En el marco de lo anteriormente expuesto, no existe mérito para la nulidad impetrada por el recurrente en razón de haberse omitido notificar al apoderado de los demandantes con el decreto de admisión de la demanda, por cuanto ese hecho no le ha generado perjuicio al demandado; menos mérito existe en lo relativo a la supuesta omisión con la notificación con el término de prueba al citado apoderado, habida cuenta que, primero, la misma se encuentra practicada en legal forma conforme certifica la diligencia de fs. 41 y, segundo, no tuvo incidencias sobre su derecho a la defensa; en efecto, a fs. 45 no sólo propuso pruebas literales, sino que también llamó a confesión provocada y propuso el correspondiente cuestionario.

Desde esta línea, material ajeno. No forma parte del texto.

use std::io::{self, Write};

use ahash::AHashMap;
use serde::{Serialize, Serializer};

/// 有序、可重复 key 的参数表
///
/// 条目按插入顺序保存在 `entries` 中；`index` 记录每个 key 出现的所有位置，
/// 因此重复的表单字段不会互相覆盖。
#[derive(Debug, Clone, Default)]
pub struct ParamMap {
    entries: Vec<(String, String)>,
    index: AHashMap<String, Vec<usize>>,
}

impl ParamMap {
    pub fn new() -> Self {
        Self::default()
    }

    /// 追加一个条目，已有同名 key 时保留旧值
    pub fn add(&mut self, key: impl Into<String>, value: impl Into<String>) {
        let key = key.into();
        let pos = self.entries.len();
        self.index.entry(key.clone()).or_default().push(pos);
        self.entries.push((key, value.into()));
    }

    /// 第一个匹配值，不存在时返回 default
    pub fn get<'a>(&'a self, key: &str, default: &'a str) -> &'a str {
        self.first(key).unwrap_or(default)
    }

    pub fn first(&self, key: &str) -> Option<&str> {
        self.index
            .get(key)
            .and_then(|positions| positions.first())
            .map(|&pos| self.entries[pos].1.as_str())
    }

    /// 所有匹配值，按插入顺序
    pub fn get_all(&self, key: &str) -> Vec<&str> {
        self.index
            .get(key)
            .map(|positions| {
                positions
                    .iter()
                    .map(|&pos| self.entries[pos].1.as_str())
                    .collect()
            })
            .unwrap_or_default()
    }

    pub fn contains_key(&self, key: &str) -> bool {
        self.index.contains_key(key)
    }

    pub fn iter(&self) -> impl Iterator<Item = (&str, &str)> {
        self.entries.iter().map(|(k, v)| (k.as_str(), v.as_str()))
    }

    pub fn keys(&self) -> impl Iterator<Item = &str> {
        self.entries.iter().map(|(k, _)| k.as_str())
    }

    pub fn len(&self) -> usize {
        self.entries.len()
    }

    pub fn is_empty(&self) -> bool {
        self.entries.is_empty()
    }

    /// 重新编码为 application/x-www-form-urlencoded
    pub fn to_query_string(&self) -> String {
        form_urlencoded::Serializer::new(String::new())
            .extend_pairs(self.iter())
            .finish()
    }

    /// 人类可读的逐行输出
    pub fn dump<W: Write>(&self, out: &mut W) -> io::Result<()> {
        for (key, value) in self.iter() {
            writeln!(out, "{:>20}\t[{}]", key, value)?;
        }
        Ok(())
    }
}

impl Serialize for ParamMap {
    fn serialize<S: Serializer>(&self, serializer: S) -> Result<S::Ok, S::Error> {
        serializer.collect_seq(self.entries.iter())
    }
}

impl<K: Into<String>, V: Into<String>> FromIterator<(K, V)> for ParamMap {
    fn from_iter<I: IntoIterator<Item = (K, V)>>(iter: I) -> Self {
        let mut map = ParamMap::new();
        for (k, v) in iter {
            map.add(k, v);
        }
        map
    }
}

impl PartialEq for ParamMap {
    fn eq(&self, other: &Self) -> bool {
        self.entries == other.entries
    }
}

impl Eq for ParamMap {}
use std::time::Duration;

/// URL 最大长度（含结尾），合法 query 长度为 [1, MAX_QUERY_LEN - 1]
pub const MAX_QUERY_LEN: usize = 1024;
/// 元数据缺失时的占位值
pub const EMPTY_VALUE: &str = "empty";
/// 存在该环境变量时强制关闭 CGI 模式
pub const DISABLE_FLAG: &str = "NOCGI";
/// 非表单类 body 原样保存时使用的 key
pub const RAW_CONTENT_KEY: &str = "content";

/// 解码参数
#[derive(Debug, Clone, PartialEq, Eq)]
pub struct CgiConfig {
    pub max_query_len: usize,
    pub empty_value: String,
    pub disable_flag: String,
    pub raw_content_key: String,
    /// 声明长度超过该值时直接拒绝 POST，不读取 body
    pub max_body_len: Option<usize>,
    /// 仅对 parse_async 生效
    pub read_timeout: Option<Duration>,
}

impl Default for CgiConfig {
    fn default() -> Self {
        Self {
            max_query_len: MAX_QUERY_LEN,
            empty_value: EMPTY_VALUE.to_string(),
            disable_flag: DISABLE_FLAG.to_string(),
            raw_content_key: RAW_CONTENT_KEY.to_string(),
            max_body_len: None,
            read_timeout: None,
        }
    }
}

impl CgiConfig {
    pub fn new() -> Self {
        Self::default()
    }

    pub fn with_max_query_len(mut self, len: usize) -> Self {
        self.max_query_len = len;
        self
    }

    pub fn with_empty_value(mut self, value: impl Into<String>) -> Self {
        self.empty_value = value.into();
        self
    }

    pub fn with_disable_flag(mut self, flag: impl Into<String>) -> Self {
        self.disable_flag = flag.into();
        self
    }

    pub fn with_raw_content_key(mut self, key: impl Into<String>) -> Self {
        self.raw_content_key = key.into();
        self
    }

    pub fn with_max_body_len(mut self, len: usize) -> Self {
        self.max_body_len = Some(len);
        self
    }

    pub fn with_read_timeout(mut self, timeout: Duration) -> Self {
        self.read_timeout = Some(timeout);
        self
    }

    /// 判断一个元数据值是否等价于“缺失”
    #[inline]
    pub fn is_empty_value(&self, value: &str) -> bool {
        value == self.empty_value
    }
}
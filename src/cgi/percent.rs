//! `%XX` 转义与 `+` 空格替换
//!
//! 解码是宽松的：非法转义不会报错，而是原样拷贝并计数。

/// 解码结果，`malformed` 为遇到的非法转义个数
#[derive(Debug, Clone, PartialEq, Eq, Default)]
pub struct Unescaped {
    pub bytes: Vec<u8>,
    pub malformed: usize,
}

impl Unescaped {
    pub fn into_string(self) -> String {
        match String::from_utf8(self.bytes) {
            Ok(s) => s,
            Err(e) => String::from_utf8_lossy(e.as_bytes()).into_owned(),
        }
    }
}

#[inline]
fn hex_val(b: u8) -> Option<u8> {
    match b {
        b'0'..=b'9' => Some(b - b'0'),
        b'a'..=b'f' => Some(b - b'a' + 10),
        b'A'..=b'F' => Some(b - b'A' + 10),
        _ => None,
    }
}

fn decode_with(input: &[u8], plus_as_space: bool) -> Unescaped {
    let mut bytes = Vec::with_capacity(input.len());
    let mut malformed = 0;
    let mut i = 0;

    while i < input.len() {
        match input[i] {
            b'%' => {
                // '%' 之后的两个字节总是被当作转义体消费掉
                let pair = input
                    .get(i + 1..i + 3)
                    .and_then(|e| Some((hex_val(e[0])?, hex_val(e[1])?)));
                match pair {
                    Some((hi, lo)) => bytes.push((hi << 4) | lo),
                    None => {
                        let end = (i + 3).min(input.len());
                        bytes.extend_from_slice(&input[i..end]);
                        malformed += 1;
                    }
                }
                i += 3;
            }
            b'+' if plus_as_space => {
                bytes.push(b' ');
                i += 1;
            }
            b => {
                bytes.push(b);
                i += 1;
            }
        }
    }

    Unescaped { bytes, malformed }
}

/// 只处理 `%XX`
pub fn unescape(input: &[u8]) -> Unescaped {
    decode_with(input, false)
}

/// 表单值解码：`%XX` 与 `+` 在同一遍里处理，解出来的 `%2B` 仍是 `+`
pub fn decode_value(input: &[u8]) -> Unescaped {
    decode_with(input, true)
}
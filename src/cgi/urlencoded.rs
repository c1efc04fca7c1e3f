use tracing::{debug, warn};

use crate::cgi::{
    params::ParamMap,
    percent,
    types::{DecodeError, Outcome},
};

/// 一个 `&` 分隔 token 拆出的 key / value 原始字节
#[derive(Debug, Clone, Copy, PartialEq, Eq)]
pub struct Token<'a> {
    pub key: &'a [u8],
    pub value: &'a [u8],
    /// token 不完整（缺少 `=`、以 `=` 开头、value 被空白截断）
    pub tolerated: bool,
}

/// 按 “key 取到第一个 `=` 为止，value 取其后的非空白串” 拆分 token
pub fn split_token(token: &[u8]) -> Token<'_> {
    match token.iter().position(|&b| b == b'=') {
        // key 为空时整个 token 只贡献一对空串
        Some(0) => Token {
            key: b"",
            value: b"",
            tolerated: true,
        },
        Some(pos) => {
            let rest = &token[pos + 1..];
            let start = rest
                .iter()
                .position(|b| !b.is_ascii_whitespace())
                .unwrap_or(rest.len());
            let rest = &rest[start..];
            let end = rest
                .iter()
                .position(|b| b.is_ascii_whitespace())
                .unwrap_or(rest.len());
            Token {
                key: &token[..pos],
                value: &rest[..end],
                tolerated: start > 0 || end < rest.len(),
            }
        }
        None => Token {
            key: token,
            value: b"",
            tolerated: true,
        },
    }
}

/// 解析 `k1=v1&k2=v2` 并追加到 `out`
///
/// 长度不在 `[1, max_len)` 内的输入被整体拒绝，不写入任何字段。
/// key 原样保留，value 做 `%XX` 和 `+` 解码。
pub fn decode(input: &[u8], max_len: usize, out: &mut ParamMap) -> Outcome {
    if input.is_empty() || input.len() >= max_len {
        warn!(len = input.len(), max = max_len, "url-encoded input rejected");
        return Outcome::Rejected(DecodeError::QueryLength {
            len: input.len(),
            max: max_len,
        });
    }

    let mut fields = 0;
    let mut tolerated = 0;

    for raw in input.split(|&b| b == b'&').filter(|t| !t.is_empty()) {
        let token = split_token(raw);
        let value = percent::decode_value(token.value);
        if token.tolerated || value.malformed > 0 {
            tolerated += 1;
        }

        let key = String::from_utf8_lossy(token.key).into_owned();
        let value = value.into_string();
        debug!(key = %key, value = %value, "url-decoded");

        out.add(key, value);
        fields += 1;
    }

    Outcome::from_counts(fields, tolerated)
}

pub fn decode_str(input: &str, max_len: usize, out: &mut ParamMap) -> Outcome {
    decode(input.as_bytes(), max_len, out)
}
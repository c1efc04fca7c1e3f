pub mod content_type;
pub mod method;
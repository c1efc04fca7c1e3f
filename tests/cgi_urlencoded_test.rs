#[cfg(test)]
mod tests {
    use aex_cgi::cgi::{
        config::MAX_QUERY_LEN,
        params::ParamMap,
        types::{DecodeError, Outcome},
        urlencoded::{decode, decode_str, split_token},
    };

    fn run(input: &str) -> (ParamMap, Outcome) {
        let mut map = ParamMap::new();
        let outcome = decode_str(input, MAX_QUERY_LEN, &mut map);
        (map, outcome)
    }

    #[test]
    fn test_simple_pairs() {
        let (map, outcome) = run("name=Alice&age=30");
        assert!(matches!(outcome, Outcome::Decoded { fields: 2 }));
        assert_eq!(map.get("name", ""), "Alice");
        assert_eq!(map.get("age", ""), "30");
        assert_eq!(map.keys().collect::<Vec<_>>(), vec!["name", "age"]);
    }

    #[test]
    fn test_values_are_decoded_keys_are_not() {
        let (map, _) = run("city=New+York&sym=%26&a%20b=c");
        assert_eq!(map.get("city", ""), "New York");
        assert_eq!(map.get("sym", ""), "&");
        assert_eq!(map.get("a%20b", ""), "c");
        assert!(!map.contains_key("a b"));
    }

    #[test]
    fn test_duplicates_are_appended() {
        let (map, _) = run("tag=a&tag=b&tag=c");
        assert_eq!(map.get_all("tag"), vec!["a", "b", "c"]);
        assert_eq!(map.len(), 3);
    }

    #[test]
    fn test_tolerated_tokens() {
        // 没有 '='
        let (map, outcome) = run("flag&x=1");
        assert!(matches!(outcome, Outcome::Partial { fields: 2, tolerated: 1 }));
        assert_eq!(map.get("flag", "missing"), "");
        assert_eq!(map.get("x", ""), "1");

        // 以 '=' 开头
        let (map, outcome) = run("=v");
        assert!(matches!(outcome, Outcome::Partial { fields: 1, tolerated: 1 }));
        assert_eq!(map.get("", "missing"), "");

        // 空 value 是合法的
        let (map, outcome) = run("k=");
        assert!(matches!(outcome, Outcome::Decoded { fields: 1 }));
        assert_eq!(map.get("k", "missing"), "");
    }

    #[test]
    fn test_value_stops_at_whitespace() {
        let (map, outcome) = run("k=a b");
        assert_eq!(map.get("k", ""), "a");
        assert!(matches!(outcome, Outcome::Partial { .. }));
    }

    #[test]
    fn test_empty_tokens_are_skipped() {
        let (map, outcome) = run("&&");
        assert!(map.is_empty());
        assert!(matches!(outcome, Outcome::Decoded { fields: 0 }));

        let (map, _) = run("a=1&&b=2&");
        assert_eq!(map.len(), 2);
    }

    #[test]
    fn test_length_bounds() {
        let (map, outcome) = run("");
        assert!(map.is_empty());
        assert!(matches!(
            outcome,
            Outcome::Rejected(DecodeError::QueryLength { len: 0, max: 1024 })
        ));

        let longest = format!("k={}", "v".repeat(MAX_QUERY_LEN - 3));
        assert_eq!(longest.len(), 1023);
        let (map, _) = run(&longest);
        assert_eq!(map.get("k", "").len(), 1021);

        let too_long = format!("k={}", "v".repeat(MAX_QUERY_LEN - 2));
        let (map, outcome) = run(&too_long);
        assert!(map.is_empty());
        assert!(outcome.is_rejected());
    }

    #[test]
    fn test_custom_limit() {
        let mut map = ParamMap::new();
        assert!(decode(b"a=1&b=2", 4, &mut map).is_rejected());
        assert!(map.is_empty());
    }

    #[test]
    fn test_split_token() {
        let t = split_token(b"key=value");
        assert_eq!((t.key, t.value, t.tolerated), (&b"key"[..], &b"value"[..], false));

        let t = split_token(b"a=b=c");
        assert_eq!((t.key, t.value), (&b"a"[..], &b"b=c"[..]));

        let t = split_token(b"k= v");
        assert_eq!(t.value, b"v");
        assert!(t.tolerated);
    }

    #[test]
    fn test_round_trip() {
        let pairs = [("q", "rust & c++"), ("path", "/a b/100%")];
        let encoded = pairs
            .iter()
            .map(|(k, v)| {
                let v: String = form_urlencoded::byte_serialize(v.as_bytes()).collect();
                format!("{}={}", k, v)
            })
            .collect::<Vec<_>>()
            .join("&");

        let (map, _) = run(&encoded);
        for (k, v) in pairs {
            assert_eq!(map.get(k, ""), v);
        }
    }
}
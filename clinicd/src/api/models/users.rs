//! API models for users and patients.

use chrono::{DateTime, Utc};
use serde::{Deserialize, Serialize};
use std::fmt;
use utoipa::ToSchema;

use crate::store::models::users::UserRecord;
use crate::types::UserId;

/// Account role. Determines which parts of the API a session may touch.
#[derive(Debug, Clone, Copy, Serialize, Deserialize, PartialEq, Eq, Hash, ToSchema)]
#[serde(rename_all = "lowercase")]
pub enum Role {
    Patient,
    Staff,
    Dentist,
    Admin,
}

impl fmt::Display for Role {
    fn fmt(&self, f: &mut fmt::Formatter<'_>) -> fmt::Result {
        let name = match self {
            Role::Patient => "patient",
            Role::Staff => "staff",
            Role::Dentist => "dentist",
            Role::Admin => "admin",
        };
        write!(f, "{name}")
    }
}

/// The authenticated caller, as carried in the session token.
#[derive(Debug, Clone, Serialize, Deserialize, ToSchema)]
pub struct CurrentUser {
    #[schema(value_type = String, format = "uuid")]
    pub id: UserId,
    pub email: String,
    pub name: String,
    pub role: Role,
}

/// User as returned by the API. Never carries the password hash.
#[derive(Debug, Clone, Serialize, Deserialize, ToSchema)]
#[serde(rename_all = "camelCase")]
pub struct UserResponse {
    #[schema(value_type = String, format = "uuid")]
    pub id: UserId,
    pub email: String,
    pub name: String,
    pub role: Role,
    pub phone: Option<String>,
    pub can_login: bool,
    pub is_walk_in: bool,
    pub created_by: Option<String>,
    pub created_at: DateTime<Utc>,
    pub updated_at: DateTime<Utc>,
}

impl From<UserRecord> for UserResponse {
    fn from(user: UserRecord) -> Self {
        Self {
            id: user.id,
            email: user.email,
            name: user.name,
            role: user.role,
            phone: user.phone,
            can_login: user.can_login,
            is_walk_in: user.is_walk_in,
            created_by: user.created_by,
            created_at: user.created_at,
            updated_at: user.updated_at,
        }
    }
}

impl From<&UserRecord> for CurrentUser {
    fn from(user: &UserRecord) -> Self {
        Self {
            id: user.id,
            email: user.email.clone(),
            name: user.name.clone(),
            role: user.role,
        }
    }
}

/// Request body for `POST /admin/users` (admin only).
#[derive(Debug, Clone, Deserialize, ToSchema)]
#[serde(rename_all = "camelCase")]
pub struct AdminUserCreate {
    pub email: String,
    pub name: String,
    pub role: Role,
    pub password: String,
    pub phone: Option<String>,
}

/// Request body for `POST /patients/walk-in` (staff and above).
///
/// Walk-in records cannot sign in; the patient may later claim the account by
/// signing up with the same email.
#[derive(Debug, Clone, Deserialize, ToSchema)]
#[serde(rename_all = "camelCase")]
pub struct WalkInPatientCreate {
    pub name: String,
    pub email: String,
    pub phone: Option<String>,
}

/// Request body for `PUT /profile/{email}`.
#[derive(Debug, Clone, Deserialize, ToSchema)]
#[serde(rename_all = "camelCase")]
pub struct ProfileUpdate {
    pub name: Option<String>,
    pub phone: Option<String>,
}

Asimismo, el hecho que no se haya arrimado su memorial por el que solicitaba nuevo día y hora de audiencia, sino en fotocopia simple, tampoco importa restricción al derecho a la defensa, en razón a que, conforme previene el segundo párrafo del art. 166 del Código Procesal del Trabajo, la inasistencia del llamado a confesar da lugar a que se den por averiguados los puntos propuestos en el interrogatorio, en este caso: tener por cierto que los actores trabajaron en el proyecto Virgen del Rosario en la ciudad de La Paz y que el contrato de gerenciamiento del citado proyecto concluyó el 3 de mayo de 1994, lo que, sin embargo, no tiene incidencia en el resultado del fallo por cuanto la relación laboral se establece en función al tiempo que el trabajador se encuentre a disposición y bajo la subordinación del empleador, independientemente de los contratos que éste haya suscrito con terceros.